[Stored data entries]
□ □ □

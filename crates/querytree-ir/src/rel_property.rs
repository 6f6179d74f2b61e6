//! Relationship properties: one directed walk across a relationship.

use querytree_md::{MetadataWorkspace, RelationshipId};

use crate::error::ir_assert;

#[derive(Debug, Clone, PartialEq, Eq, Hash, PartialOrd, Ord)]
pub struct RelProperty {
    relationship: RelationshipId,
    from_end: String,
    to_end: String,
}

impl RelProperty {
    /// Panics unless both ends exist on the relationship and differ.
    #[track_caller]
    pub fn new(
        md: &MetadataWorkspace,
        relationship: RelationshipId,
        from_end: &str,
        to_end: &str,
    ) -> Self {
        let rel = md.relationship(relationship);
        ir_assert!(
            rel.end(from_end).is_ok() && rel.end(to_end).is_ok() && from_end != to_end,
            "relationship `{}` has no walk {from_end} -> {to_end}",
            rel.name
        );
        Self {
            relationship,
            from_end: from_end.to_string(),
            to_end: to_end.to_string(),
        }
    }

    pub fn relationship(&self) -> RelationshipId {
        self.relationship
    }

    pub fn from_end(&self) -> &str {
        &self.from_end
    }

    pub fn to_end(&self) -> &str {
        &self.to_end
    }

    /// Same relationship walked the other way.
    pub fn inverse(&self) -> Self {
        Self {
            relationship: self.relationship,
            from_end: self.to_end.clone(),
            to_end: self.from_end.clone(),
        }
    }
}

impl std::fmt::Display for RelProperty {
    fn fmt(&self, f: &mut std::fmt::Formatter<'_>) -> std::fmt::Result {
        write!(
            f,
            "r{}:{}->{}",
            self.relationship.raw(),
            self.from_end,
            self.to_end
        )
    }
}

□ □ □

Problem to work on >> Please show each line in the records above that contains "RelationshipId".

Exercise answer >>
use querytree_md::{MetadataWorkspace, RelationshipId};
    relationship: RelationshipId,
        relationship: RelationshipId,
    pub fn relationship(&self) -> RelationshipId {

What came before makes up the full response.